Enteric fevers continue to cause considerable morbidity and mortality in countries that have not yet achieved control of sewage disposal and contamination of drinking water. In these countries, the most frequent and serious cause of enteric fevers is Salmonella typhi (typhoid fever). Immunoprophylaxis against typhoid fever on a world-wide basis has not been attempted because the two presently available vaccines have limitations. The cellular typhoid vaccines induce only a limited immunity and elicit side reactions that are sufficiently frequent and sever to have discouraged their widespread acceptance. An orally administered attenuated strain of S. typhi., Ty-21a, requires three to four doses to induce about 65% protection. This vaccine is expensive, and its mode of protection has not been identified, which has prevented precise standardization of the vaccine.
Recently, two clinical evaluations, in populations with high rates of typhoid fever (about 1%/annum), have provided evidence that immunization with the capsular polysaccharide of S. typhi. (Vi) confers immunity against typhoid fever, cf. Klugman et al., Abstract 27th ICAAC, New York, N.Y., 1987; and Acharya et al., Prevention of typhoid fever in Nepal with the Vi capsular polysaccharide of Salmonella typhi, in press, 1987. The Vi vaccine, prepared under conditions which did not change its structure, elicited a four-fold or greater rise in serum antibodies in about 75% of children and adults in Nepal and in school children in the Eastern Transvaal, Republic of South Africa. The protective efficacy of the Vi in these two trials was about 70%. In contrast, the same Vi elicited a .gtoreq.four-fold antibody rise in 97% of young adults in Q France and the United States. The seroconversion rate and efficacy of other capsular polysaccharides, e.g., meningococcal vaccines, were also lower in Africa than in Finland or the United States. This lesser immunogenicity and efficacy of meningococcal vaccines was attributed to the high burden of infections, including malaria, in the African population. Since the protective response elicited by capsular polysaccharide vaccines is serum antibodies, it could be predicted that a more immunogenic Vi would be more protective against typhoid fever in high-risk populations.
Originally, Avery and Goebel in J. Exp. Med. 50:531 (1929) and Goebel in J. Exp. Med. 50:469-520 (1929) showed that the immunogenicity of pneumococcus type 3 polysaccharide could be increased by binding it chemically to a carrier protein. This principle has been applied successfully to increase the immunogenicity of capsular polysaccharides of other pathogens.

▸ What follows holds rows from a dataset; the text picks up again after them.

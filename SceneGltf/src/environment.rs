//! Skybox descriptors and the environment update protocol.
//!
//! SPDX-FileCopyrightText: 2025 `CyberDeco`
//!
//! SPDX-License-Identifier: MIT
//!
//! Skybox materials travel as material extras under the `skybox` key. When a
//! document is read back, each marker becomes an [`EnvironmentRequest`].
//! Hosts apply them in two phases: requests are queued with
//! [`EnvironmentUpdateQueue::request_environment_update`] and applied later by
//! [`EnvironmentUpdateQueue::poll_and_apply`] once the host is ready.

use std::collections::VecDeque;

use serde::{Deserialize, Serialize};

use crate::error::Result;

/// Material extras key carrying a [`SkyboxDescriptor`].
pub const SKYBOX_EXTRAS_KEY: &str = "skybox";

/// Serialized skybox parameters. Texture references are document texture indices.
#[derive(Debug, Clone, PartialEq, Serialize, Deserialize)]
#[serde(tag = "type", rename_all = "camelCase", rename_all_fields = "camelCase")]
pub enum SkyboxDescriptor {
    /// Faces in +X, -X, +Y, -Y, +Z, -Z order; `None` where a face failed to export.
    SixSided {
        faces: Vec<Option<u32>>,
        tint: [f32; 4],
        exposure: f32,
        rotation: f32,
    },
    Equirectangular {
        texture: Option<u32>,
        tint: [f32; 4],
        exposure: f32,
        rotation: f32,
    },
    Procedural {
        sun_size: f32,
        atmosphere_thickness: f32,
        sky_tint: [f32; 4],
        ground_color: [f32; 4],
        exposure: f32,
    },
}

impl SkyboxDescriptor {
    /// Read a descriptor from material extras, if present and well-formed.
    #[must_use]
    pub fn from_extras(extras: &serde_json::Value) -> Option<Self> {
        let value = extras.get(SKYBOX_EXTRAS_KEY)?;
        match serde_json::from_value(value.clone()) {
            Ok(descriptor) => Some(descriptor),
            Err(e) => {
                tracing::warn!("ignoring malformed skybox extras: {e}");
                None
            }
        }
    }
}

/// A request to replace the host's environment.
#[derive(Debug, Clone, PartialEq)]
pub struct EnvironmentRequest {
    /// Material the skybox was read from.
    pub material: u32,
    pub material_name: Option<String>,
    pub skybox: SkyboxDescriptor,
}

/// Host side of the environment protocol.
pub trait EnvironmentHost {
    /// Whether the host can apply an environment now.
    fn ready_for_environment(&self) -> bool {
        true
    }

    fn apply_environment(&mut self, request: &EnvironmentRequest) -> Result<()>;
}

/// Pending environment updates.
#[derive(Debug, Default)]
pub struct EnvironmentUpdateQueue {
    pending: VecDeque<EnvironmentRequest>,
}

impl EnvironmentUpdateQueue {
    #[must_use]
    pub fn new() -> Self {
        Self::default()
    }

    /// Phase one: record a request. Nothing is applied yet.
    pub fn request_environment_update(&mut self, request: EnvironmentRequest) {
        tracing::debug!(material = request.material, "environment update requested");
        self.pending.push_back(request);
    }

    /// Phase two: apply pending requests if the host is ready.
    ///
    /// Only one environment can be active, so the most recent request wins and
    /// earlier ones are discarded. Returns the number of requests consumed.
    /// If the host fails, the queue is left as it was.
    pub fn poll_and_apply(&mut self, host: &mut dyn EnvironmentHost) -> Result<usize> {
        if !host.ready_for_environment() {
            return Ok(0);
        }
        let Some(latest) = self.pending.back() else {
            return Ok(0);
        };
        host.apply_environment(latest)?;
        tracing::info!(material = latest.material, "environment applied");

        let consumed = self.pending.len();
        self.pending.clear();
        Ok(consumed)
    }

    #[must_use]
    pub fn len(&self) -> usize {
        self.pending.len()
    }

    #[must_use]
    pub fn is_empty(&self) -> bool {
        self.pending.is_empty()
    }
}
//! Identity-keyed resource deduplication.
//!
//! SPDX-FileCopyrightText: 2025 `CyberDeco`
//!
//! SPDX-License-Identifier: MIT
//!
//! Each distinct key is assigned the next document index the first time it
//! is registered; later registrations return the same index. Host resources
//! are keyed by `Arc` pointer identity through [`ArcKey`], which also holds a
//! strong reference so an address cannot be reused while the session lives.

use std::fmt;
use std::hash::{Hash, Hasher};
use std::sync::Arc;

use indexmap::IndexSet;

/// Outcome of a registration.
#[derive(Debug, Clone, Copy, PartialEq, Eq)]
pub enum Registration {
    /// The key was seen before.
    Existing(u32),
    /// The key was added; the caller must append the matching document entry.
    New(u32),
}

impl Registration {
    #[must_use]
    pub const fn index(self) -> u32 {
        match self {
            Self::Existing(index) | Self::New(index) => index,
        }
    }

    #[must_use]
    pub const fn is_new(self) -> bool {
        matches!(self, Self::New(_))
    }
}

/// Insertion-ordered key → index map.
#[derive(Debug, Clone)]
pub struct ResourceRegistry<K: Hash + Eq> {
    keys: IndexSet<K>,
}

impl<K: Hash + Eq> Default for ResourceRegistry<K> {
    fn default() -> Self {
        Self {
            keys: IndexSet::new(),
        }
    }
}

impl<K: Hash + Eq> ResourceRegistry<K> {
    #[must_use]
    pub fn new() -> Self {
        Self::default()
    }

    pub fn register(&mut self, key: K) -> Registration {
        let (index, inserted) = self.keys.insert_full(key);
        if inserted {
            Registration::New(index as u32)
        } else {
            Registration::Existing(index as u32)
        }
    }

    /// Absent handles register nothing and yield `None`.
    pub fn register_optional(&mut self, key: Option<K>) -> Option<Registration> {
        key.map(|k| self.register(k))
    }

    #[must_use]
    pub fn get(&self, key: &K) -> Option<u32> {
        self.keys.get_index_of(key).map(|i| i as u32)
    }

    /// Look up `key`, or build its document entry with `build` and register it.
    ///
    /// The key is only registered when `build` succeeds, so a failure never
    /// leaves an index without a matching document entry.
    pub fn get_or_try_insert_with<E>(
        &mut self,
        key: K,
        build: impl FnOnce(u32) -> std::result::Result<(), E>,
    ) -> std::result::Result<u32, E> {
        if let Some(index) = self.get(&key) {
            return Ok(index);
        }
        let index = self.keys.len() as u32;
        build(index)?;
        self.keys.insert(key);
        Ok(index)
    }

    #[must_use]
    pub fn len(&self) -> usize {
        self.keys.len()
    }

    #[must_use]
    pub fn is_empty(&self) -> bool {
        self.keys.is_empty()
    }
}

/// Hashes and compares an `Arc` by the address it points to.
pub struct ArcKey<T: ?Sized>(pub Arc<T>);

impl<T: ?Sized> ArcKey<T> {
    #[must_use]
    pub fn new(arc: &Arc<T>) -> Self {
        Self(Arc::clone(arc))
    }
}

impl<T: ?Sized> Clone for ArcKey<T> {
    fn clone(&self) -> Self {
        Self(Arc::clone(&self.0))
    }
}

impl<T: ?Sized> PartialEq for ArcKey<T> {
    fn eq(&self, other: &Self) -> bool {
        Arc::ptr_eq(&self.0, &other.0)
    }
}

impl<T: ?Sized> Eq for ArcKey<T> {}

impl<T: ?Sized> Hash for ArcKey<T> {
    fn hash<H: Hasher>(&self, state: &mut H) {
        Arc::as_ptr(&self.0).cast::<()>().hash(state);
    }
}

impl<T: ?Sized> fmt::Debug for ArcKey<T> {
    fn fmt(&self, f: &mut fmt::Formatter<'_>) -> fmt::Result {
        write!(f, "ArcKey({:p})", Arc::as_ptr(&self.0).cast::<()>())
    }
}
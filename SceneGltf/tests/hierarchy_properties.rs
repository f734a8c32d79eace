//! Random hierarchies with exclusion flags always produce valid documents
//! that preserve world transforms.

use std::collections::HashMap;

use glam::{Mat4, Quat, Vec3};
use proptest::prelude::*;
use scenegltf::import::{ImportedScene, import_slice};
use scenegltf::prelude::*;

#[derive(Debug, Clone)]
struct NodeSpec {
    parent_pick: u32,
    active: bool,
    editor_only: bool,
    layer: u32,
    translation: [f32; 3],
    angle: f32,
    scale: f32,
}

fn node_spec() -> impl Strategy<Value = NodeSpec> {
    (
        any::<u32>(),
        prop::bool::weighted(0.8),
        prop::bool::weighted(0.1),
        0u32..2,
        prop::array::uniform3(-5.0f32..5.0),
        -3.0f32..3.0,
        0.8f32..1.25,
    )
        .prop_map(|(parent_pick, active, editor_only, layer, translation, angle, scale)| NodeSpec {
            parent_pick,
            active,
            editor_only,
            layer,
            translation,
            angle,
            scale,
        })
}

fn parent_of(i: usize, spec: &NodeSpec) -> Option<usize> {
    (i > 0 && spec.parent_pick % 4 != 0).then(|| spec.parent_pick as usize % i)
}

fn transform(spec: &NodeSpec) -> Transform {
    Transform {
        translation: Vec3::from_array(spec.translation),
        rotation: Quat::from_rotation_z(spec.angle) * Quat::from_rotation_x(spec.angle * 0.5),
        scale: Vec3::splat(spec.scale),
    }
}

fn build(specs: &[NodeSpec]) -> MemoryScene {
    let mut scene = MemoryScene::new();
    let mut handles = Vec::new();
    for (i, spec) in specs.iter().enumerate() {
        let node = MemoryNode::new(format!("n{i}"))
            .with_transform(transform(spec))
            .with_flags(NodeFlags {
                active: spec.active,
                editor_only: spec.editor_only,
                layer: spec.layer,
            });
        let handle = match parent_of(i, spec) {
            Some(p) => scene.add_child(handles[p], node),
            None => scene.add_root(node),
        };
        handles.push(handle);
    }
    scene
}

/// Which host nodes should reach the document with layer mask `0b01`.
fn expected_emitted(specs: &[NodeSpec]) -> Vec<bool> {
    let mut emitted = vec![false; specs.len()];
    // Children always have larger indices than their parent.
    for i in (0..specs.len()).rev() {
        let spec = &specs[i];
        let excluded = spec.editor_only || !spec.active;
        let has_emitted_child = (i + 1..specs.len())
            .any(|c| parent_of(c, &specs[c]) == Some(i) && emitted[c]);
        emitted[i] = !excluded && (spec.layer == 0 || has_emitted_child);
    }
    emitted
}

fn host_world(specs: &[NodeSpec], i: usize) -> Mat4 {
    let local = transform(&specs[i]).to_matrix();
    match parent_of(i, &specs[i]) {
        Some(p) => host_world(specs, p) * local,
        None => local,
    }
}

fn imported_world(scene: &ImportedScene, parents: &HashMap<usize, usize>, i: usize) -> Mat4 {
    let node = &scene.nodes[i];
    let local = Mat4::from_scale_rotation_translation(
        Vec3::from_array(node.scale),
        Quat::from_array(node.rotation),
        Vec3::from_array(node.translation),
    );
    match parents.get(&i) {
        Some(&p) => imported_world(scene, parents, p) * local,
        None => local,
    }
}

proptest! {
    #![proptest_config(ProptestConfig::with_cases(64))]

    #[test]
    fn prop_exclusion_keeps_document_valid(specs in prop::collection::vec(node_spec(), 1..24)) {
        let scene = build(&specs);
        let settings = ExportSettings::default().with_layer_mask(0b01);
        let mut exporter = GltfExporter::new(&scene, settings).expect("settings");
        let report = exporter
            .add_scene_blocking(scene.roots().to_vec(), "Scene")
            .expect("walk");
        prop_assert!(report.all_succeeded);

        let mut out = Vec::new();
        exporter
            .save_to_stream(&mut out, &CancellationToken::new())
            .expect("save validates the document");
        let imported = import_slice(&out).expect("gltf crate accepts the document");

        let expected = expected_emitted(&specs);
        prop_assert_eq!(imported.nodes.len(), expected.iter().filter(|&&e| e).count());

        // Every node is referenced exactly once: as a scene root or as one child.
        let mut parents = HashMap::new();
        for (index, node) in imported.nodes.iter().enumerate() {
            for &child in &node.children {
                prop_assert!(parents.insert(child, index).is_none(), "node {} has two parents", child);
            }
        }
        for &root in &imported.scenes[0] {
            prop_assert!(!parents.contains_key(&root), "root {} is also a child", root);
        }
        prop_assert_eq!(parents.len() + imported.scenes[0].len(), imported.nodes.len());

        for (index, node) in imported.nodes.iter().enumerate() {
            let name = node.name.as_deref().expect("named");
            let host: usize = name[1..].parse().expect("numeric suffix");
            prop_assert!(expected[host], "{} should not be emitted", name);
            let want = host_world(&specs, host);
            let got = imported_world(&imported, &parents, index);
            let magnitude = want.to_cols_array().iter().fold(1.0f32, |m, v| m.max(v.abs()));
            prop_assert!(got.abs_diff_eq(want, 1e-3 * magnitude), "{} world transform drifted", name);
        }
    }
}
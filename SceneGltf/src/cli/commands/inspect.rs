//! CLI command for inspecting exported documents
//!
//! SPDX-FileCopyrightText: 2025 `CyberDeco`
//!
//! SPDX-License-Identifier: MIT

use std::path::Path;

use crate::container::read_glb_info;
use crate::import::{ImportedAlphaMode, import_slice};

pub fn execute(file: &Path, detailed: bool) -> anyhow::Result<()> {
    let bytes = std::fs::read(file)?;

    println!("{}", file.display());
    if bytes.starts_with(b"glTF") {
        let info = read_glb_info(&bytes)?;
        println!(
            "  GLB v{}: {} bytes (JSON {}, BIN {})",
            info.version,
            info.total_len,
            info.json_len,
            info.bin_len.map_or_else(|| "none".to_string(), |len| len.to_string())
        );
    }

    // External .bin buffers are not needed for a structural summary.
    let scene = import_slice(&bytes)?;
    if let Some(generator) = &scene.generator {
        println!("  Generator: {generator}");
    }
    println!(
        "  {} scenes, {} nodes, {} meshes ({} primitives), {} materials",
        scene.scenes.len(),
        scene.nodes.len(),
        scene.mesh_primitives.len(),
        scene.mesh_primitives.iter().sum::<usize>(),
        scene.materials.len()
    );
    println!(
        "  {} textures, {} images, {} cameras, {} lights",
        scene.texture_count, scene.image_count, scene.camera_count, scene.light_count
    );
    if !scene.extensions_used.is_empty() {
        println!("  Extensions: {}", scene.extensions_used.join(", "));
    }
    let environments = scene.environment_requests();
    if !environments.is_empty() {
        println!("  Skybox materials: {}", environments.len());
    }

    if detailed {
        println!("\nNodes:");
        for (index, node) in scene.nodes.iter().enumerate() {
            let mut parts = Vec::new();
            if let Some(mesh) = node.mesh {
                parts.push(format!("mesh {mesh}"));
            }
            if let Some(camera) = node.camera {
                parts.push(format!("camera {camera}"));
            }
            if let Some(light) = node.light {
                parts.push(format!("light {light}"));
            }
            if !node.children.is_empty() {
                parts.push(format!("{} children", node.children.len()));
            }
            println!(
                "  [{index:>4}] {:<32} {}",
                node.name.as_deref().unwrap_or("<unnamed>"),
                parts.join(", ")
            );
        }

        println!("\nMaterials:");
        for (index, material) in scene.materials.iter().enumerate() {
            let alpha = match material.alpha_mode {
                ImportedAlphaMode::Opaque => "OPAQUE".to_string(),
                ImportedAlphaMode::Mask => {
                    format!("MASK {}", material.alpha_cutoff.unwrap_or(0.5))
                }
                ImportedAlphaMode::Blend => "BLEND".to_string(),
            };
            println!(
                "  [{index:>4}] {:<32} {alpha}{}{}",
                material.name.as_deref().unwrap_or("<unnamed>"),
                if material.unlit { ", unlit" } else { "" },
                if material.double_sided { ", double-sided" } else { "" }
            );
        }
    }

    Ok(())
}
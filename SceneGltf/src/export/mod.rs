//! Scene export sessions.
//!
//! SPDX-FileCopyrightText: 2025 `CyberDeco`
//!
//! SPDX-License-Identifier: MIT
//!
//! A [`GltfExporter`] accumulates one glTF document from one or more scenes
//! and writes it once. Scene walks are time sliced: `add_scene` returns
//! [`SceneProgress::Suspended`] when the defer agent asks for a yield, and
//! `resume` continues where the walk stopped. Saving consumes the session;
//! afterwards every call fails with [`Error::WriterDisposed`].

mod save;
mod session;

use std::io::Write;
use std::path::Path;

use crate::cancel::CancellationToken;
use crate::document::GltfScene;
use crate::error::{Error, Result};
use crate::host::SceneProvider;
use crate::log::ExportLog;
use crate::schedule::{DeferAgent, UninterruptedAgent};
use crate::settings::ExportSettings;
use crate::texture::{ImageEncoder, PngImageEncoder};
use crate::walker::{SceneWalk, WalkStatus};

pub use save::ExportSummary;
use session::Session;

/// Result of a completed scene walk.
#[derive(Debug, Clone, PartialEq, Eq)]
pub struct SceneReport {
    pub scene_index: u32,
    pub root_nodes: Vec<u32>,
    /// `false` if any node was dropped because its content was invalid.
    pub all_succeeded: bool,
}

#[derive(Debug, Clone, PartialEq, Eq)]
pub enum SceneProgress {
    /// The walk yielded; call [`GltfExporter::resume`].
    Suspended,
    Complete(SceneReport),
}

struct PendingScene<N> {
    name: String,
    walk: SceneWalk<N>,
}

enum ExporterState<N> {
    Building {
        session: Box<Session>,
        pending: Option<PendingScene<N>>,
    },
    Disposed,
}

/// Builds one glTF document from scenes of a [`SceneProvider`].
pub struct GltfExporter<'p, P: SceneProvider> {
    provider: &'p P,
    state: ExporterState<P::Node>,
    agent: Box<dyn DeferAgent + 'p>,
    cancel: CancellationToken,
    /// Log of a disposed session.
    final_log: ExportLog,
}

impl<'p, P: SceneProvider> GltfExporter<'p, P> {
    /// Start a session. Settings are validated up front.
    pub fn new(provider: &'p P, settings: ExportSettings) -> Result<Self> {
        settings.validate()?;
        tracing::info!(generator = %settings.generator, format = ?settings.format, "export session started");
        Ok(Self {
            provider,
            state: ExporterState::Building {
                session: Box::new(Session::new(settings, Box::new(PngImageEncoder))),
                pending: None,
            },
            agent: Box::new(UninterruptedAgent),
            cancel: CancellationToken::new(),
            final_log: ExportLog::new(),
        })
    }

    #[must_use]
    pub fn with_defer_agent(mut self, agent: impl DeferAgent + 'p) -> Self {
        self.agent = Box::new(agent);
        self
    }

    /// Token checked between nodes while walking scenes.
    #[must_use]
    pub fn with_cancellation(mut self, token: CancellationToken) -> Self {
        self.cancel = token;
        self
    }

    #[must_use]
    pub fn with_image_encoder(mut self, encoder: impl ImageEncoder + 'static) -> Self {
        if let ExporterState::Building { session, .. } = &mut self.state {
            session.set_encoder(Box::new(encoder));
        }
        self
    }

    /// Diagnostics collected so far. Still available after disposal.
    #[must_use]
    pub fn log(&self) -> &ExportLog {
        match &self.state {
            ExporterState::Building { session, .. } => &session.log,
            ExporterState::Disposed => &self.final_log,
        }
    }

    #[must_use]
    pub fn is_disposed(&self) -> bool {
        matches!(self.state, ExporterState::Disposed)
    }

    /// Nodes written to the document so far.
    #[must_use]
    pub fn emitted_nodes(&self) -> usize {
        match &self.state {
            ExporterState::Building { session, .. } => session.node_count(),
            ExporterState::Disposed => 0,
        }
    }

    fn dispose(&mut self) -> Option<Box<Session>> {
        match std::mem::replace(&mut self.state, ExporterState::Disposed) {
            ExporterState::Building { session, .. } => {
                self.final_log = session.log.clone();
                Some(session)
            }
            ExporterState::Disposed => None,
        }
    }

    /// Begin walking a scene rooted at `roots`.
    pub fn add_scene(
        &mut self,
        roots: impl IntoIterator<Item = P::Node>,
        name: impl Into<String>,
    ) -> Result<SceneProgress> {
        let name = name.into();
        match &mut self.state {
            ExporterState::Disposed => return Err(Error::WriterDisposed),
            ExporterState::Building {
                pending: Some(scene),
                ..
            } => {
                return Err(Error::SceneInProgress {
                    name: scene.name.clone(),
                });
            }
            ExporterState::Building { session, pending } => {
                tracing::info!(scene = %name, "walking scene");
                *pending = Some(PendingScene {
                    walk: SceneWalk::new(roots, &session.settings),
                    name,
                });
            }
        }
        self.drive()
    }

    /// Continue a suspended scene walk.
    pub fn resume(&mut self) -> Result<SceneProgress> {
        match &self.state {
            ExporterState::Disposed => Err(Error::WriterDisposed),
            ExporterState::Building { pending: None, .. } => Err(Error::NoSceneInProgress),
            ExporterState::Building { .. } => self.drive(),
        }
    }

    /// Walk a whole scene without yielding to the caller.
    pub fn add_scene_blocking(
        &mut self,
        roots: impl IntoIterator<Item = P::Node>,
        name: impl Into<String>,
    ) -> Result<SceneReport> {
        let mut progress = self.add_scene(roots, name)?;
        loop {
            match progress {
                SceneProgress::Complete(report) => return Ok(report),
                SceneProgress::Suspended => progress = self.resume()?,
            }
        }
    }

    fn drive(&mut self) -> Result<SceneProgress> {
        let ExporterState::Building { session, pending } = &mut self.state else {
            return Err(Error::WriterDisposed);
        };
        let Some(scene) = pending.as_mut() else {
            return Err(Error::NoSceneInProgress);
        };

        self.agent.begin_quantum();
        let status = scene
            .walk
            .run(self.provider, session.as_mut(), self.agent.as_mut(), &self.cancel);

        match status {
            Ok(WalkStatus::Suspended) => {
                tracing::debug!(scene = %scene.name, completed = scene.walk.completed(), "walk suspended");
                Ok(SceneProgress::Suspended)
            }
            Ok(WalkStatus::Complete(result)) => {
                let name = scene.name.clone();
                *pending = None;
                let scene_index = session.doc.scenes.len() as u32;
                session.doc.scenes.push(GltfScene {
                    name: Some(name.clone()),
                    nodes: result.roots.clone(),
                });
                tracing::info!(
                    scene = %name,
                    roots = result.roots.len(),
                    all_succeeded = result.all_succeeded,
                    "scene complete"
                );
                Ok(SceneProgress::Complete(SceneReport {
                    scene_index,
                    root_nodes: result.roots,
                    all_succeeded: result.all_succeeded,
                }))
            }
            Err(e) => {
                tracing::warn!("export aborted: {e}");
                self.dispose();
                Err(e)
            }
        }
    }

    fn take_for_save(&mut self) -> Result<Box<Session>> {
        let in_progress = match &self.state {
            ExporterState::Disposed => return Err(Error::WriterDisposed),
            ExporterState::Building { pending, .. } => pending.as_ref().map(|s| s.name.clone()),
        };
        let session = self.dispose().ok_or(Error::WriterDisposed)?;
        match in_progress {
            Some(name) => Err(Error::SceneInProgress { name }),
            None => Ok(session),
        }
    }

    /// Serialize and write the document to `path`. Disposes the exporter.
    ///
    /// Output goes through temporary files in the destination directory;
    /// nothing is left at `path` unless the save completes.
    pub fn save_to_file(&mut self, path: impl AsRef<Path>, token: &CancellationToken) -> Result<ExportSummary> {
        let session = self.take_for_save()?;
        let path = path.as_ref();
        let result = save::save_to_file(*session, path, token);
        match &result {
            Ok(summary) => tracing::info!(path = %path.display(), bytes = summary.bytes_written, "export written"),
            Err(e) => tracing::warn!(path = %path.display(), "export failed: {e}"),
        }
        result
    }

    /// Serialize and write the document to `writer`. Disposes the exporter.
    ///
    /// No bytes are written if the token is cancelled before writing starts.
    pub fn save_to_stream<W: Write>(&mut self, writer: W, token: &CancellationToken) -> Result<ExportSummary> {
        let session = self.take_for_save()?;
        save::save_to_stream(*session, writer, token)
    }
}

#[cfg(test)]
mod tests {
    use std::sync::Arc;

    use super::*;
    use crate::host::{MemoryNode, MemoryScene, MeshData, Renderable, ShadingConfig, SubMesh};

    fn triangle() -> Arc<MeshData> {
        Arc::new(MeshData {
            name: Some("tri".into()),
            positions: vec![[0.0, 0.0, 0.0], [1.0, 0.0, 0.0], [0.0, 1.0, 0.0]],
            submeshes: vec![SubMesh::triangles(vec![0, 1, 2])],
            ..MeshData::default()
        })
    }

    #[test]
    fn test_shared_mesh_and_material_deduplicated() {
        let mesh = triangle();
        let material = Arc::new(ShadingConfig::named("m"));
        let mut scene = MemoryScene::new();
        let root = scene.add_root(MemoryNode::new("root"));
        for i in 0..5 {
            scene.add_child(
                root,
                MemoryNode::new(format!("n{i}"))
                    .with_renderable(Renderable::new(Arc::clone(&mesh), vec![Some(Arc::clone(&material))])),
            );
        }

        let mut exporter = GltfExporter::new(&scene, ExportSettings::default()).expect("settings");
        let report = exporter
            .add_scene_blocking(scene.roots().to_vec(), "Scene")
            .expect("walk");
        assert!(report.all_succeeded);

        let mut out = Vec::new();
        let summary = exporter
            .save_to_stream(&mut out, &CancellationToken::new())
            .expect("save");
        assert_eq!(summary.meshes, 1);
        assert_eq!(summary.materials, 1);
        assert_eq!(summary.nodes, 6);
        assert_eq!(&out[..4], b"glTF");
    }

    #[test]
    fn test_material_slot_padding_distinguishes_bindings() {
        let mesh = Arc::new(MeshData {
            submeshes: vec![SubMesh::triangles(vec![0, 1, 2]), SubMesh::triangles(vec![2, 1, 0])],
            ..(*triangle()).clone()
        });
        let material = Arc::new(ShadingConfig::named("m"));
        let mut scene = MemoryScene::new();
        scene.add_root(
            MemoryNode::new("a").with_renderable(Renderable::new(Arc::clone(&mesh), vec![Some(Arc::clone(&material))])),
        );
        scene.add_root(MemoryNode::new("b").with_renderable(Renderable::new(
            Arc::clone(&mesh),
            vec![Some(Arc::clone(&material)), Some(Arc::clone(&material)), None],
        )));

        let mut exporter = GltfExporter::new(&scene, ExportSettings::default()).expect("settings");
        exporter.add_scene_blocking(scene.roots().to_vec(), "Scene").expect("walk");
        assert_eq!(
            exporter
                .log()
                .entries()
                .iter()
                .filter(|e| e.code == crate::log::LogCode::MaterialSlotMismatch)
                .count(),
            2
        );

        let mut out = Vec::new();
        let summary = exporter.save_to_stream(&mut out, &CancellationToken::new()).expect("save");
        // Same geometry, two bindings: [m, none] and [m, m].
        assert_eq!(summary.meshes, 2);
    }

    #[test]
    fn test_scene_in_progress_rejected() {
        let mut scene = MemoryScene::new();
        let root = scene.add_root(MemoryNode::new("root"));
        scene.add_child(root, MemoryNode::new("child"));

        struct AlwaysDefer;
        impl DeferAgent for AlwaysDefer {
            fn begin_quantum(&mut self) {}
            fn should_defer(&mut self) -> bool {
                true
            }
        }

        let mut exporter = GltfExporter::new(&scene, ExportSettings::default())
            .expect("settings")
            .with_defer_agent(AlwaysDefer);
        assert_eq!(exporter.add_scene(vec![root], "A").expect("starts"), SceneProgress::Suspended);
        assert!(matches!(exporter.add_scene(vec![root], "B"), Err(Error::SceneInProgress { .. })));
        assert!(matches!(exporter.resume(), Ok(SceneProgress::Complete(_))));
        assert!(matches!(exporter.resume(), Err(Error::NoSceneInProgress)));
    }

    #[test]
    fn test_invalid_settings_rejected() {
        let scene = MemoryScene::new();
        let result = GltfExporter::new(&scene, ExportSettings::default().with_layer_mask(0));
        assert!(matches!(result, Err(Error::SettingsInvalid { .. })));
    }

    #[test]
    fn test_empty_submesh_drops_node() {
        let broken = Arc::new(MeshData {
            submeshes: vec![SubMesh::triangles(vec![0, 1, 2]), SubMesh::triangles(Vec::new())],
            ..(*triangle()).clone()
        });
        let mut scene = MemoryScene::new();
        let root = scene.add_root(MemoryNode::new("root"));
        scene.add_child(root, MemoryNode::new("good").with_renderable(Renderable::new(triangle(), vec![None])));
        scene.add_child(root, MemoryNode::new("broken").with_renderable(Renderable::new(broken, vec![None, None])));

        let mut exporter = GltfExporter::new(&scene, ExportSettings::default()).expect("settings");
        let report = exporter
            .add_scene_blocking(scene.roots().to_vec(), "Scene")
            .expect("walk");
        assert!(!report.all_succeeded);
        assert!(exporter.log().has_code(crate::log::LogCode::InvalidMesh));

        let mut out = Vec::new();
        let summary = exporter.save_to_stream(&mut out, &CancellationToken::new()).expect("save");
        assert_eq!(summary.nodes, 2);
        assert_eq!(summary.meshes, 1);
    }
}
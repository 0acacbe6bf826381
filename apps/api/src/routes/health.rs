use axum::Json;
use serde_json::{json, Value};

/// GET /health
/// Returns a simple status object with service version.
pub async fn health_handler() -> Json<Value> {
    Json(json!({
        "status": "ok",
        "version": env!("CARGO_PKG_VERSION"),
        "service": "match-api"
    }))
}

Robbins et al in J. Infect. Dis. 150, 3 436-449 (1984) disclose that a Vi polysaccharide used for immunizing humans against experimental challenge with S. typhi. failed to prevent typhoid fever. The conditions used to prepare the vaccine presumably denatured it and reduced its immunogenicity. There is no disclosure that this polysaccharide could be coupled to other proteins.
Tacket et al, in J. Infect. Dis. 154 2 342-345 (1986), disclose a vaccine made from the Vi capsular polysaccharide of Salmonella typhi, but this vaccine is not conjugated to a protein.
Miuazake et al., in Gann 71 6 766-774 (1980), disclose a method of preparing an antibody-ricin A-chain conjugate by introducing sulfhydryl groups into RAMIgG, and then reacting this modified antibody with ricin A-chain. This conjugate is said to have cytotoxicity.
Merryman et al., in Biochem. Pharmacol. 28 15 2297-2302 (1979), disclose that the proliferative response of human lymphocytes can be altered by the sulfhydryl agents D-penicillamine and 5-thiopyridoxine.
Nolan et al., in J. Clin. Microbiol. 12 22-26 (1980), disclose an assay for serum antibody to the Salmonella typhi capsular polysaccharide. There is no disclosure that this polysaccharide can be conjugated to any proteins.